Helene couldn't let herself think about what Curly was telling her. "How's Uncle Amos?"
"Resting and as comfortable as can be under the situation... except for worryin' about the place. Doc's keepin' an eye on him. He thinks he won't get another heart attack if he takes it easy. Good thing Phil made him take that aspirin."
"You tell him not to worry about things up here," Helene said, knowing that would be an impossible task. "And surely Phillip will turn around when he sees how bad it is out here." Curly snorted his disbelief. "If he does go back to town or you hear from him that he’s staying over with someone living along the road, please call me," Helene said.
"Will do." She knew from the tone of his voice he didn't expect to see him back there that night.
When she hung up, Helene stared out the window. Phillip wouldn't try to come up their long private road. He would see it was impossible to make it through the snowdrifts and turn around. The alternative was unthinkable. If the truck couldn't make it, would he try to come on foot? If he tried, he'd never see the house in the darkness and swirling snow. Kerosene lamps provided enough light for the house, but they wouldn't be much of a beacon for a man to follow home.
She opened a drawer in the kitchen and took out a handful of candles. She began lighting them but didn't feel greatly encouraged at the visibility that would add even as she turned the kerosene lamps on high, moving them near the windows.
"He won't try to come through this," she said, looking down nervously at Hobo and trying to reassure herself, she repeated it. "He won't try to come through this."
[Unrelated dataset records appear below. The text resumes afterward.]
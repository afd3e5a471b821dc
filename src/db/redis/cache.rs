use redis::AsyncCommands;
use redis::Client;
use std::fmt::Display;
use tokio::sync::mpsc;
use tokio::task::JoinHandle;
use uuid::Uuid;

use crate::error::AppError;
use crate::error::AppResult;

#[derive(Debug, Clone, PartialEq, Eq, Hash)]
pub enum CacheKey {
    /// Extracted attributes, keyed by a content hash of the image bytes
    ImageAttributes(Uuid),
}

impl CacheKey {
    /// Key for an image, derived from its bytes so re-uploads hit the cache
    pub fn for_image(image: &[u8]) -> Self {
        CacheKey::ImageAttributes(Uuid::new_v5(&Uuid::NAMESPACE_OID, image))
    }
}

impl Display for CacheKey {
    fn fmt(&self, f: &mut std::fmt::Formatter<'_>) -> std::fmt::Result {
        match self {
            CacheKey::ImageAttributes(digest) => write!(f, "attrs:{}", digest),
        }
    }
}

/// Creates a Redis client for caching
///
/// The client connects lazily; nothing is contacted until the first command.
pub fn create_redis_client(redis_url: &str) -> anyhow::Result<Client> {
    let client = Client::open(redis_url)?;
    Ok(client)
}

struct CacheWriteMessage {
    key: String,
    value: String,
    ttl: u64,
}

/// Redis-backed cache with fire-and-forget writes
#[derive(Clone)]
pub struct Cache {
    redis_client: Client,
    write_tx: mpsc::UnboundedSender<CacheWriteMessage>,
}

/// Handle for gracefully shutting down the cache writer
pub struct CacheWriterHandle {
    shutdown_tx: mpsc::Sender<()>,
    writer: JoinHandle<()>,
}

impl CacheWriterHandle {
    /// Signals the writer task to flush pending writes and waits for it to stop
    pub async fn shutdown(self) {
        let _ = self.shutdown_tx.send(()).await;
        tracing::info!("Cache writer shutdown signal sent");

        if let Err(e) = self.writer.await {
            tracing::error!(error = %e, "Cache writer task failed");
        }
    }
}

impl Cache {
    /// Creates the cache and spawns its background writer task
    ///
    /// Must be called from within a Tokio runtime.
    pub fn new(redis_client: Client) -> (Self, CacheWriterHandle) {
        let (write_tx, write_rx) = mpsc::unbounded_channel();
        let (shutdown_tx, shutdown_rx) = mpsc::channel(1);

        let client = redis_client.clone();
        let writer = tokio::spawn(async move {
            Self::cache_writer_task(client, write_rx, shutdown_rx).await;
        });

        let cache = Self {
            redis_client,
            write_tx,
        };

        (cache, CacheWriterHandle { shutdown_tx, writer })
    }

    async fn cache_writer_task(
        client: Client,
        mut write_rx: mpsc::UnboundedReceiver<CacheWriteMessage>,
        mut shutdown_rx: mpsc::Receiver<()>,
    ) {
        tracing::info!("Cache writer task started");

        loop {
            tokio::select! {
                Some(msg) = write_rx.recv() => {
                    if let Err(e) = Self::write_to_redis(&client, msg).await {
                        tracing::error!(error = %e, "Failed to write to Redis cache");
                    }
                }
                _ = shutdown_rx.recv() => {
                    // Drain whatever is already queued without waiting for new senders
                    let mut flushed = 0usize;
                    while let Ok(msg) = write_rx.try_recv() {
                        if let Err(e) = Self::write_to_redis(&client, msg).await {
                            tracing::error!(error = %e, "Failed to flush cache write during shutdown");
                        } else {
                            flushed += 1;
                        }
                    }

                    tracing::info!(flushed, "Cache writer task stopped");
                    break;
                }
            }
        }
    }

    async fn write_to_redis(client: &Client, msg: CacheWriteMessage) -> AppResult<()> {
        let mut conn = client.get_multiplexed_async_connection().await?;
        let _: () = conn.set_ex(msg.key, msg.value, msg.ttl).await?;
        Ok(())
    }

    /// Reads and deserializes a cached value, `None` on a miss
    pub async fn get_from_cache<T: serde::de::DeserializeOwned>(
        &self,
        key: &CacheKey,
    ) -> AppResult<Option<T>> {
        let mut conn = self.redis_client.get_multiplexed_async_connection().await?;
        let cached: Option<String> = conn.get(key.to_string()).await?;

        match cached {
            Some(json) => {
                let data = serde_json::from_str(&json).map_err(|e| {
                    AppError::Internal(format!("Cache deserialization error: {}", e))
                })?;
                Ok(Some(data))
            }
            None => Ok(None),
        }
    }

    /// Queues a write without waiting for Redis
    pub fn set_in_background<T: serde::Serialize>(&self, key: &CacheKey, value: &T, ttl: u64) {
        let json = match serde_json::to_string(value) {
            Ok(j) => j,
            Err(e) => {
                tracing::error!(error = %e, "Cache serialization error");
                return;
            }
        };

        let msg = CacheWriteMessage {
            key: key.to_string(),
            value: json,
            ttl,
        };

        if self.write_tx.send(msg).is_err() {
            tracing::error!(key = %key, "Cache writer is gone, dropping write");
        }
    }
}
She couldn't stand the thought she might lose him and with that awareness came the certainty Phillip was the most important thing in her life. He was the goal for her, the star she would follow. For Aunt Rochelle it had led her to Montana but there she had found it wasn’t a place but a person. For Helene now, it would take her wherever Phillip wanted to go, wherever he wanted to make a home. Whatever part of himself he offered her, she would accept if she just got him back.
#
Phillip got out of the snowbound truck and strained his eyes to see up the road. He ha
d only to stay on the road and keep climbing. The house couldn't be over three quarters of a mile farther. He felt grateful for the two pairs of insulated socks and the heavy, insulated gloves that Curly had thrust into his hands as he'd left Doc's. He pulled the wool muffler around his face as best he could, pulled his hat down low over his forehead and began walking. The snow was over his boots, and he quickly found it was more a case of plowing his way through than walking. He gritted his teeth against the stinging cold.
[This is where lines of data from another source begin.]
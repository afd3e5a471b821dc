pub mod handlers;
pub mod routes;
pub mod state;

pub use routes::create_router;
pub use state::AppState;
As he struggled on, he thought of Helene. It was all he could think about, his need to get to her. It was worth leaving behind his business, everything he knew and coming out West to make a fool of himself. He finally realized it was worth the pain of loving her and maybe even the pain of losing her if that just wasn’t now. He wondered if he'd ever find the words to tell her what she'd come to mean to him, if he would dare reach out to take what he had come to believe she would give him. He had known when he came back from California that she loved him. He'd known it but had been afraid to face what it meant.
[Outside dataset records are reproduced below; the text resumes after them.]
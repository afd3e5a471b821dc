use chrono::{DateTime, Utc};
use serde::{Deserialize, Serialize};
use std::{fmt::Display, str::FromStr};

use crate::error::AppError;

/// Style assumed for items that carry none
pub const DEFAULT_STYLE: &str = "casual";

/// Wardrobe category an item belongs to
#[derive(Debug, Clone, Copy, PartialEq, Eq, Hash, PartialOrd, Ord, Serialize, Deserialize)]
#[serde(rename_all = "lowercase")]
pub enum Category {
    Tops,
    Bottoms,
    Layers,
    Shoes,
    Accessories,
}

impl Category {
    pub const ALL: [Category; 5] = [
        Category::Tops,
        Category::Bottoms,
        Category::Layers,
        Category::Shoes,
        Category::Accessories,
    ];

    pub fn as_str(&self) -> &'static str {
        match self {
            Category::Tops => "tops",
            Category::Bottoms => "bottoms",
            Category::Layers => "layers",
            Category::Shoes => "shoes",
            Category::Accessories => "accessories",
        }
    }
}

impl Display for Category {
    fn fmt(&self, f: &mut std::fmt::Formatter<'_>) -> std::fmt::Result {
        write!(f, "{}", self.as_str())
    }
}

impl FromStr for Category {
    type Err = AppError;

    fn from_str(s: &str) -> Result<Self, Self::Err> {
        Category::ALL
            .into_iter()
            .find(|category| category.as_str() == s)
            .ok_or_else(|| AppError::InvalidInput(format!("Unknown category: {}", s)))
    }
}

/// A single piece of clothing in the wardrobe
#[derive(Debug, Clone, Serialize, Deserialize, PartialEq)]
#[serde(rename_all = "camelCase")]
pub struct ClothingItem {
    pub id: i64,
    pub name: String,
    pub category: Category,
    pub primary_color: Option<String>,
    pub secondary_color: Option<String>,
    pub style: Option<String>,
    pub season: Option<String>,
    pub image_path: Option<String>,
    pub is_favorite: bool,
    pub created_at: DateTime<Utc>,
    pub last_worn: Option<DateTime<Utc>>,
    pub wear_count: u32,
}

impl ClothingItem {
    /// Style used for matching, falling back to casual when absent
    pub fn style_or_default(&self) -> &str {
        match self.style.as_deref() {
            Some(style) if !style.is_empty() => style,
            _ => DEFAULT_STYLE,
        }
    }

    /// Lowercased primary color, empty when the item has none
    pub fn primary_color_key(&self) -> String {
        self.primary_color
            .as_deref()
            .unwrap_or_default()
            .to_lowercase()
    }
}

/// Payload for adding an item to the wardrobe
#[derive(Debug, Clone, Default, Deserialize, Serialize)]
#[serde(rename_all = "camelCase")]
pub struct NewClothingItem {
    #[serde(default = "default_item_name")]
    pub name: String,
    #[serde(default = "default_category")]
    pub category: Category,
    #[serde(default)]
    pub primary_color: Option<String>,
    #[serde(default)]
    pub secondary_color: Option<String>,
    #[serde(default)]
    pub style: Option<String>,
    #[serde(default)]
    pub season: Option<String>,
    #[serde(default)]
    pub image_path: Option<String>,
}

fn default_item_name() -> String {
    "Untitled".to_string()
}

fn default_category() -> Category {
    Category::Tops
}

impl Default for Category {
    fn default() -> Self {
        default_category()
    }
}

/// Partial update of an existing item; absent fields are left untouched.
/// Nullable fields distinguish an explicit `null`, which clears the value.
#[derive(Debug, Clone, Default, Deserialize)]
#[serde(rename_all = "camelCase")]
pub struct ClothingItemUpdate {
    pub name: Option<String>,
    pub category: Option<Category>,
    #[serde(default, deserialize_with = "present")]
    pub primary_color: Option<Option<String>>,
    #[serde(default, deserialize_with = "present")]
    pub secondary_color: Option<Option<String>>,
    #[serde(default, deserialize_with = "present")]
    pub style: Option<Option<String>>,
    #[serde(default, deserialize_with = "present")]
    pub season: Option<Option<String>>,
    pub is_favorite: Option<bool>,
}

/// Marks a key as supplied, keeping a `null` value as `Some(None)`
fn present<'de, D, T>(deserializer: D) -> Result<Option<Option<T>>, D::Error>
where
    D: serde::Deserializer<'de>,
    T: Deserialize<'de>,
{
    Option::<T>::deserialize(deserializer).map(Some)
}

impl ClothingItemUpdate {
    pub fn apply(self, item: &mut ClothingItem) {
        if let Some(name) = self.name {
            item.name = name;
        }
        if let Some(category) = self.category {
            item.category = category;
        }
        if let Some(color) = self.primary_color {
            item.primary_color = color;
        }
        if let Some(color) = self.secondary_color {
            item.secondary_color = color;
        }
        if let Some(style) = self.style {
            item.style = style;
        }
        if let Some(season) = self.season {
            item.season = season;
        }
        if let Some(is_favorite) = self.is_favorite {
            item.is_favorite = is_favorite;
        }
    }
}

/// Attributes extracted from a clothing photo by the image analysis service
#[derive(Debug, Clone, Serialize, Deserialize, PartialEq)]
#[serde(rename_all = "camelCase")]
pub struct ItemAttributes {
    pub category: Category,
    #[serde(default)]
    pub primary_color: Option<String>,
    #[serde(default)]
    pub secondary_color: Option<String>,
    #[serde(default)]
    pub style: Option<String>,
    #[serde(default)]
    pub season: Option<String>,
    #[serde(default)]
    pub tags: Vec<String>,
    #[serde(default)]
    pub image_path: Option<String>,
}

#[cfg(test)]
mod tests {
    use super::*;

    fn item(style: Option<&str>, color: Option<&str>) -> ClothingItem {
        ClothingItem {
            id: 1,
            name: "Shirt".to_string(),
            category: Category::Tops,
            primary_color: color.map(str::to_string),
            secondary_color: None,
            style: style.map(str::to_string),
            season: None,
            image_path: None,
            is_favorite: false,
            created_at: Utc::now(),
            last_worn: None,
            wear_count: 0,
        }
    }

    #[test]
    fn test_category_from_str() {
        assert_eq!("shoes".parse::<Category>().unwrap(), Category::Shoes);
        assert!("hats".parse::<Category>().is_err());
    }

    #[test]
    fn test_category_serde_lowercase() {
        let json = serde_json::to_string(&Category::Accessories).unwrap();
        assert_eq!(json, "\"accessories\"");
    }

    #[test]
    fn test_style_defaults_to_casual() {
        assert_eq!(item(None, None).style_or_default(), "casual");
        assert_eq!(item(Some(""), None).style_or_default(), "casual");
        assert_eq!(item(Some("formal"), None).style_or_default(), "formal");
    }

    #[test]
    fn test_primary_color_key_is_lowercase() {
        assert_eq!(item(None, Some("Navy")).primary_color_key(), "navy");
        assert_eq!(item(None, None).primary_color_key(), "");
    }

    #[test]
    fn test_item_serializes_camel_case() {
        let json = serde_json::to_value(item(Some("sporty"), Some("red"))).unwrap();
        assert_eq!(json["primaryColor"], "red");
        assert_eq!(json["wearCount"], 0);
        assert_eq!(json["isFavorite"], false);
    }

    #[test]
    fn test_new_item_defaults() {
        let new_item: NewClothingItem = serde_json::from_str("{}").unwrap();
        assert_eq!(new_item.name, "Untitled");
        assert_eq!(new_item.category, Category::Tops);
    }

    #[test]
    fn test_update_only_touches_supplied_fields() {
        let mut shirt = item(Some("casual"), Some("blue"));
        let update: ClothingItemUpdate =
            serde_json::from_str(r#"{"isFavorite": true, "style": "formal"}"#).unwrap();
        update.apply(&mut shirt);
        assert!(shirt.is_favorite);
        assert_eq!(shirt.style.as_deref(), Some("formal"));
        assert_eq!(shirt.primary_color.as_deref(), Some("blue"));
    }

    #[test]
    fn test_update_null_clears_nullable_field() {
        let mut shirt = item(Some("casual"), Some("red"));
        let update: ClothingItemUpdate =
            serde_json::from_str(r#"{"primaryColor": null, "season": "winter"}"#).unwrap();
        assert_eq!(update.primary_color, Some(None));
        assert_eq!(update.style, None);

        update.apply(&mut shirt);
        assert_eq!(shirt.primary_color, None);
        assert_eq!(shirt.season.as_deref(), Some("winter"));
        assert_eq!(shirt.style.as_deref(), Some("casual"));
    }
}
He tried to keep himself on the road, the fence on one side helped, until it disappeared. Altered by snow, rocks and trees, landmarks disappeared. This was a terrain he'd never seen before. He was in good physical condition, but nothing could have prepared him for the effort of fighting through, first knee deep snow and then in the drifts, snow that came almost to his waist. His legs were tired, his feet and hands had passed from being chilled, to painful and now were nearly numb. He didn't think that was good but there wasn't much he could do about it. Going back wasn’t an option even if he had been so inclined and he wasn’t.
Fighting his way through a snowdrift, he was shocked on the other side to hit a rock with his boot, throwing him off balance. Lying on the ground, winded by the force of his fall against an area where the snow had been blown almost away, he knew he had to get up. If he lay there, he'd die there.